Moz Q&A is closed.
After more than 13 years, and tens of thousands of questions, Moz Q&A closed on 12th December 2024. Whilst we’re not completely removing the content - many posts will still be possible to view - we have locked both new posts and new replies. More details here.
Duplicate without user-selected canonical excluded
-
We have pdf files uploaded in the media of wordpress and used in our website. As these pdfs are duplicate content of the original publishers, we have marked links to these pdf urls as nofollow. These pages are also disallowed in robots.txt
Now, Google Search Console has shown these pages Excluded as "Duplicate without user-selected canonical"
As it comes out we cannot use canonical tag with pdf pages so as to point to the original pdf source
If we embed a pdf viewer in our website and fetch the pdfs by passing the urls of the original publisher, would the pdfs be still read as text by google and again create duplicate content issue? Another thing, when the pdf expires and is removed, it would lead to 404 error.
If we direct our users to the third party website, then it would add up to our bounce rate.
What should be the appropriate way to handle duplicate pdfs?
Thanks
-
From what I have read, so much of the web is duplicate content so it really doesn't matter if the pdf is on other sites; let google figure it out. (example, every car brand dealer has a pdf of the same car model brochure on their dealer site) No big deal. Visitors will be landing on your site from other search relevance - the duplicate pdf doesn't matter. Just my take. Adrian
-
Sorry, I mean pdf files only
-
As the pdf pages are marked as a duplicate and not the pdf files, then you should check which page has duplicate content compared to it, and take the needed measures (canonical tags or 301 redirect) form the page with less rank to the page with more rank. Alternatively, you can edit the content so that it isn't anymore duplicate.
If I had a link to the site and duplicate pages, I would be able to give you a more detailed response.
Daniel Rika - Dalerio Consulting
https://dalerioconsulting.com/
info@dalerioconsulting.com -
Hello Daniel
The pdfs are duplicates from another site.
The thing is that we have already disallowed the pdfs in the robots.txt file.
Now, what happened is this - We have a set of pages (let's call them content pages) which we had disallowed in the robots file as they had thin content. Those pages have links to their respective third party pdfs, which have been marked as nofollow. The pdfs are also disallowed in the robots file.
Few days back, we improved our content pages and removed them from robots file so that they can be indexed. Pdfs are still disallowed. Despite being disallowed, we have come across this issue with the pdf pages as "Duplicate without user-selected canonical."
I hope I make myself clear. Any insights now please.
-
If the pdfs are duplicate within your own site, then the best solution would be for you to link to the same document from different sources.

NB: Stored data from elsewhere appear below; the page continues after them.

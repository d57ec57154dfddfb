//! Configuration and settings management.
//!
//! This module provides application settings types and persistence.
//! Settings are stored in the user's config directory as JSON; API keys
//! come from the environment or the OS keychain.

mod credentials;
mod settings;

pub use credentials::resolve_api_key;
pub use settings::{
    GenerationProvider, GenerationSettings, PineconeSettings, RankingSettings, Settings,
    SettingsError, StorageSettings,
};
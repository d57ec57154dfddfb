//! API key resolution.

use crate::storage::{KeychainAccess, KeychainError};

/// Finds an API key in the environment, then in the OS keychain.
///
/// Empty environment values are ignored.
pub async fn resolve_api_key(
    env_var: &str,
    keychain: &KeychainAccess,
    keychain_id: &str,
) -> Result<Option<String>, KeychainError> {
    if let Some(key) = env_key(env_var) {
        return Ok(Some(key));
    }
    keychain.load_api_key(keychain_id).await
}

fn env_key(env_var: &str) -> Option<String> {
    std::env::var(env_var)
        .ok()
        .map(|value| value.trim().to_string())
        .filter(|value| !value.is_empty())
}

#[cfg(test)]
mod tests {
    use super::*;

    #[test]
    fn env_key_reads_and_trims() {
        std::env::set_var("RELEVANCE_RANKING_TEST_KEY_SET", "  sk-test \n");
        assert_eq!(
            env_key("RELEVANCE_RANKING_TEST_KEY_SET"),
            Some("sk-test".to_string())
        );
    }

    #[test]
    fn env_key_ignores_blank_values() {
        std::env::set_var("RELEVANCE_RANKING_TEST_KEY_BLANK", "   ");
        assert_eq!(env_key("RELEVANCE_RANKING_TEST_KEY_BLANK"), None);
        assert_eq!(env_key("RELEVANCE_RANKING_TEST_KEY_UNSET"), None);
    }

    #[tokio::test]
    async fn environment_wins_over_keychain() {
        std::env::set_var("RELEVANCE_RANKING_TEST_KEY_RESOLVE", "from-env");
        let keychain = KeychainAccess::with_service("io.relevance-ranking.test");

        let key = resolve_api_key(
            "RELEVANCE_RANKING_TEST_KEY_RESOLVE",
            &keychain,
            &KeychainAccess::api_key_id("unused"),
        )
        .await
        .unwrap();
        assert_eq!(key, Some("from-env".to_string()));
    }
}
//! Text generation providers.
//!
//! Motivations are produced by a prompt-completion model. This module
//! provides a unified interface over the services that can serve them.
//!
//! # Supported Providers
//!
//! - **OpenAI-compatible**: OpenAI's legacy completions route and compatible servers
//! - **Ollama**: Local inference via Ollama's OpenAI-compatible API
//!
//! # Example
//!
//! ```rust,no_run
//! use relevance_ranking::providers::generation::{
//!     CompletionRequest, OpenAiCompletions, TextGenerator,
//! };
//!
//! # async fn example() -> Result<(), Box<dyn std::error::Error>> {
//! let openai = OpenAiCompletions::openai("sk-...", "gpt-3.5-turbo-instruct");
//!
//! let request = CompletionRequest::new("Why is this journalist relevant?").with_max_tokens(100);
//! let response = openai.complete(&request).await?;
//! println!("Response: {}", response.text.trim());
//! # Ok(())
//! # }
//! ```

mod ollama;
mod openai;
mod traits;

pub use ollama::{OllamaGenerator, OLLAMA_DEFAULT_URL};
pub use openai::{OpenAiCompletions, DEFAULT_COMPLETION_MODEL, OPENAI_BASE_URL};
pub use traits::{
    CompletionRequest, CompletionResponse, FinishReason, GenerationError, GenerationResult,
    TextGenerator, TokenUsage,
};
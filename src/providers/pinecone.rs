//! Shared plumbing for Pinecone's REST APIs.
//!
//! Inference (`/embed`), control plane (`/indexes`) and the per-index data
//! plane all authenticate with the same `Api-Key` header and report errors
//! with the same JSON envelope.

use reqwest::header::{HeaderMap, HeaderValue, CONTENT_TYPE};
use serde::Deserialize;

/// Base URL for Pinecone's global (inference and control plane) API.
pub const PINECONE_API_URL: &str = "https://api.pinecone.io";

/// API version pinned on every request.
pub const PINECONE_API_VERSION: &str = "2024-10";

/// Error envelope returned by Pinecone.
#[derive(Debug, Deserialize)]
struct PineconeErrorBody {
    error: PineconeErrorDetail,
}

#[derive(Debug, Deserialize)]
struct PineconeErrorDetail {
    #[serde(default)]
    code: Option<String>,
    message: String,
}

/// Decoded non-success response.
#[derive(Debug, Clone, PartialEq, Eq)]
pub(crate) struct ApiFailure {
    pub status: u16,
    pub message: String,
    pub retry_after_secs: Option<u64>,
}

impl ApiFailure {
    pub fn is_rate_limited(&self) -> bool {
        self.status == 429
    }

    pub fn is_unauthorized(&self) -> bool {
        self.status == 401 || self.status == 403
    }
}

/// Builds the default headers for a Pinecone request.
pub(crate) fn build_headers(api_key: &str) -> HeaderMap {
    let mut headers = HeaderMap::new();
    headers.insert(CONTENT_TYPE, HeaderValue::from_static("application/json"));
    headers.insert(
        "X-Pinecone-API-Version",
        HeaderValue::from_static(PINECONE_API_VERSION),
    );
    if let Ok(value) = HeaderValue::from_str(api_key.trim()) {
        headers.insert("Api-Key", value);
    }
    headers
}

/// Reads the status and error message out of a failed response.
pub(crate) async fn read_failure(response: reqwest::Response) -> ApiFailure {
    let status = response.status().as_u16();
    let retry_after_secs = response
        .headers()
        .get("retry-after")
        .and_then(|v| v.to_str().ok())
        .and_then(|v| v.parse().ok());

    let message = match response.json::<PineconeErrorBody>().await {
        Ok(body) => match body.error.code {
            Some(code) => format!("{}: {}", code, body.error.message),
            None => body.error.message,
        },
        Err(_) => format!("HTTP {}", status),
    };

    ApiFailure {
        status,
        message,
        retry_after_secs,
    }
}
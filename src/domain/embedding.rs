//! Embedding vector type.

use serde::{Deserialize, Serialize};

/// A vector embedding representing text semantics.
///
/// Produced by the embedding service; the production model emits
/// 1024-dimensional vectors but nothing here depends on that.
#[derive(Debug, Clone, PartialEq, Serialize, Deserialize)]
#[serde(transparent)]
pub struct EmbeddingVector {
    /// The embedding values.
    pub values: Vec<f32>,
}

impl EmbeddingVector {
    /// Creates a new embedding from a vector of values.
    pub fn new(values: Vec<f32>) -> Self {
        Self { values }
    }

    /// Returns the dimensionality of this embedding.
    pub fn dimension(&self) -> usize {
        self.values.len()
    }

    /// Returns the raw values.
    pub fn as_slice(&self) -> &[f32] {
        &self.values
    }

    /// Computes cosine similarity with another embedding.
    ///
    /// Returns a value between -1.0 and 1.0, where 1.0 means identical.
    /// Mismatched dimensions or zero vectors score 0.0.
    pub fn cosine_similarity(&self, other: &EmbeddingVector) -> f32 {
        if self.values.len() != other.values.len() {
            return 0.0;
        }

        let dot: f32 = self
            .values
            .iter()
            .zip(other.values.iter())
            .map(|(a, b)| a * b)
            .sum();

        let norm_a: f32 = self.values.iter().map(|x| x * x).sum::<f32>().sqrt();
        let norm_b: f32 = other.values.iter().map(|x| x * x).sum::<f32>().sqrt();

        if norm_a == 0.0 || norm_b == 0.0 {
            return 0.0;
        }

        dot / (norm_a * norm_b)
    }
}

impl From<Vec<f32>> for EmbeddingVector {
    fn from(values: Vec<f32>) -> Self {
        Self::new(values)
    }
}
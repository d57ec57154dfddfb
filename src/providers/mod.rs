//! External service providers.
//!
//! This module contains provider traits and implementations for the hosted
//! services the ranking pipeline orchestrates:
//!
//! - [`embeddings`] - Text embedding (Pinecone Inference)
//! - [`index`] - Nearest-neighbor vector index (Pinecone, in-memory)
//! - [`generation`] - Prompt completion (OpenAI-compatible, Ollama)

pub mod embeddings;
pub mod generation;
pub mod index;
mod pinecone;

pub use pinecone::{PINECONE_API_URL, PINECONE_API_VERSION};
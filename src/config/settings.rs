//! Application settings and configuration types.
//!
//! Settings are persisted to `~/.config/relevance-ranking/settings.json` (or
//! the platform equivalent) and loaded at startup. Missing files and missing
//! fields fall back to defaults.

use std::path::{Path, PathBuf};
use std::time::Duration;

use directories::ProjectDirs;
use serde::{Deserialize, Serialize};
use thiserror::Error;

use crate::providers::embeddings::DEFAULT_EMBEDDING_MODEL;
use crate::providers::generation::{DEFAULT_COMPLETION_MODEL, OLLAMA_DEFAULT_URL, OPENAI_BASE_URL};
use crate::providers::PINECONE_API_URL;
use crate::services::{OutputOrder, RankingConfig, DEFAULT_MAX_TOKENS, DEFAULT_TOP_K};
use crate::storage::KeychainAccess;

const SETTINGS_FILE: &str = "settings.json";
const DATABASE_FILE: &str = "ranking.db";

/// Errors that can occur while loading or saving settings.
#[derive(Debug, Error)]
pub enum SettingsError {
    #[error("Failed to access {path}: {source}")]
    Io {
        path: PathBuf,
        #[source]
        source: std::io::Error,
    },

    #[error("Invalid settings in {path}: {source}")]
    Parse {
        path: PathBuf,
        #[source]
        source: serde_json::Error,
    },

    #[error("No home directory available for configuration")]
    NoConfigDir,
}

fn project_dirs() -> Option<ProjectDirs> {
    ProjectDirs::from("io", "relevance-ranking", "relevance-ranking")
}

/// Top-level application settings.
#[derive(Debug, Clone, Default, Serialize, Deserialize)]
#[serde(default)]
pub struct Settings {
    /// Hosted embedding and vector index configuration.
    pub pinecone: PineconeSettings,
    /// Motivation generation configuration.
    pub generation: GenerationSettings,
    /// Pipeline tunables.
    pub ranking: RankingSettings,
    /// Local document store.
    pub storage: StorageSettings,
}

impl Settings {
    /// Default location of the settings file.
    pub fn default_path() -> Option<PathBuf> {
        project_dirs().map(|dirs| dirs.config_dir().join(SETTINGS_FILE))
    }

    /// Loads settings from the default location.
    pub fn load() -> Result<Self, SettingsError> {
        let path = Self::default_path().ok_or(SettingsError::NoConfigDir)?;
        Self::load_from(&path)
    }

    /// Loads settings from `path`, returning defaults if the file is absent.
    pub fn load_from(path: &Path) -> Result<Self, SettingsError> {
        let raw = match std::fs::read_to_string(path) {
            Ok(raw) => raw,
            Err(e) if e.kind() == std::io::ErrorKind::NotFound => return Ok(Self::default()),
            Err(source) => {
                return Err(SettingsError::Io {
                    path: path.to_path_buf(),
                    source,
                })
            }
        };

        serde_json::from_str(&raw).map_err(|source| SettingsError::Parse {
            path: path.to_path_buf(),
            source,
        })
    }

    /// Writes settings as pretty JSON, creating parent directories.
    pub fn save_to(&self, path: &Path) -> Result<(), SettingsError> {
        let io_err = |source| SettingsError::Io {
            path: path.to_path_buf(),
            source,
        };

        if let Some(parent) = path.parent() {
            std::fs::create_dir_all(parent).map_err(io_err)?;
        }
        let json = serde_json::to_string_pretty(self).map_err(|source| SettingsError::Parse {
            path: path.to_path_buf(),
            source,
        })?;
        std::fs::write(path, json).map_err(io_err)
    }

    /// Database location, falling back to the platform data directory.
    pub fn database_path(&self) -> Result<PathBuf, SettingsError> {
        match &self.storage.database_path {
            Some(path) => Ok(path.clone()),
            None => project_dirs()
                .map(|dirs| dirs.data_dir().join(DATABASE_FILE))
                .ok_or(SettingsError::NoConfigDir),
        }
    }

    /// Pipeline configuration derived from the ranking and generation sections.
    pub fn ranking_config(&self) -> RankingConfig {
        RankingConfig {
            top_k: self.ranking.top_k,
            max_tokens: self.generation.max_tokens,
            temperature: self.generation.temperature,
            output_order: self.ranking.output_order,
            embedding_timeout: Duration::from_secs(self.ranking.embedding_timeout_secs),
            search_timeout: Duration::from_secs(self.ranking.search_timeout_secs),
            generation_timeout: Duration::from_secs(self.ranking.generation_timeout_secs),
        }
    }
}

/// Pinecone inference and index configuration.
#[derive(Debug, Clone, Serialize, Deserialize)]
#[serde(default)]
pub struct PineconeSettings {
    /// Keychain identifier for the API key.
    pub api_key_keychain_id: String,
    /// Environment variable checked before the keychain.
    pub api_key_env: String,
    /// Data-plane host of the index. Unset means the in-process index is used.
    pub index_host: Option<String>,
    /// Name used when creating the index.
    pub index_name: String,
    /// Optional namespace within the index.
    pub namespace: Option<String>,
    /// Embedding model identifier.
    pub embedding_model: String,
    /// Vector dimension of the embedding model.
    pub dimension: usize,
    /// Control-plane and inference API base URL.
    pub control_url: String,
}

impl Default for PineconeSettings {
    fn default() -> Self {
        Self {
            api_key_keychain_id: KeychainAccess::api_key_id("pinecone"),
            api_key_env: "PINECONE_API_KEY".to_string(),
            index_host: None,
            index_name: "example-index".to_string(),
            namespace: None,
            embedding_model: DEFAULT_EMBEDDING_MODEL.to_string(),
            dimension: 1024,
            control_url: PINECONE_API_URL.to_string(),
        }
    }
}

/// Which completion backend produces motivations.
#[derive(Debug, Clone, Copy, Default, PartialEq, Eq, Serialize, Deserialize)]
#[serde(rename_all = "lowercase")]
pub enum GenerationProvider {
    /// Hosted OpenAI completions.
    #[default]
    OpenAi,
    /// Local Ollama server.
    Ollama,
}

/// Motivation generation configuration.
#[derive(Debug, Clone, Serialize, Deserialize)]
#[serde(default)]
pub struct GenerationSettings {
    /// Completion backend.
    pub provider: GenerationProvider,
    /// Custom API endpoint (for self-hosted or compatible APIs).
    pub base_url: Option<String>,
    /// Model identifier.
    pub model: String,
    /// Maximum tokens per motivation.
    pub max_tokens: usize,
    /// Sampling temperature. Unset uses the provider default.
    pub temperature: Option<f32>,
    /// Keychain identifier for the API key.
    pub api_key_keychain_id: String,
    /// Environment variable checked before the keychain.
    pub api_key_env: String,
}

impl GenerationSettings {
    /// API base URL for the configured provider.
    pub fn effective_base_url(&self) -> &str {
        match (&self.base_url, self.provider) {
            (Some(url), _) => url.as_str(),
            (None, GenerationProvider::OpenAi) => OPENAI_BASE_URL,
            (None, GenerationProvider::Ollama) => OLLAMA_DEFAULT_URL,
        }
    }
}

impl Default for GenerationSettings {
    fn default() -> Self {
        Self {
            provider: GenerationProvider::default(),
            base_url: None,
            model: DEFAULT_COMPLETION_MODEL.to_string(),
            max_tokens: DEFAULT_MAX_TOKENS,
            temperature: None,
            api_key_keychain_id: KeychainAccess::api_key_id("openai"),
            api_key_env: "OPENAI_API_KEY".to_string(),
        }
    }
}

/// Ranking pipeline tunables.
#[derive(Debug, Clone, Serialize, Deserialize)]
#[serde(default)]
pub struct RankingSettings {
    /// Nearest articles fetched per ranking.
    pub top_k: usize,
    /// Order of the returned journalists.
    pub output_order: OutputOrder,
    pub embedding_timeout_secs: u64,
    pub search_timeout_secs: u64,
    pub generation_timeout_secs: u64,
}

impl Default for RankingSettings {
    fn default() -> Self {
        Self {
            top_k: DEFAULT_TOP_K,
            output_order: OutputOrder::default(),
            embedding_timeout_secs: 30,
            search_timeout_secs: 10,
            generation_timeout_secs: 30,
        }
    }
}

/// Local document store configuration.
#[derive(Debug, Clone, Default, Serialize, Deserialize)]
#[serde(default)]
pub struct StorageSettings {
    /// SQLite database file. Unset uses the platform data directory.
    pub database_path: Option<PathBuf>,
}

Then you can delete the duplicated documents and 301 redirect them to the original.
If the pdfs are duplicate from another site, then disallowing them on robots.txt will stop them from being marked as a duplicate, as the crawler will not be able to access them at all. It will just take some time for them to be updated on google search console.
If however, you want to add canonical tags to the pdf documents (or other non-HTML documents), you can add it to the HTTP header through the .htaccess file. You can find a tutorial on how to do that in this article.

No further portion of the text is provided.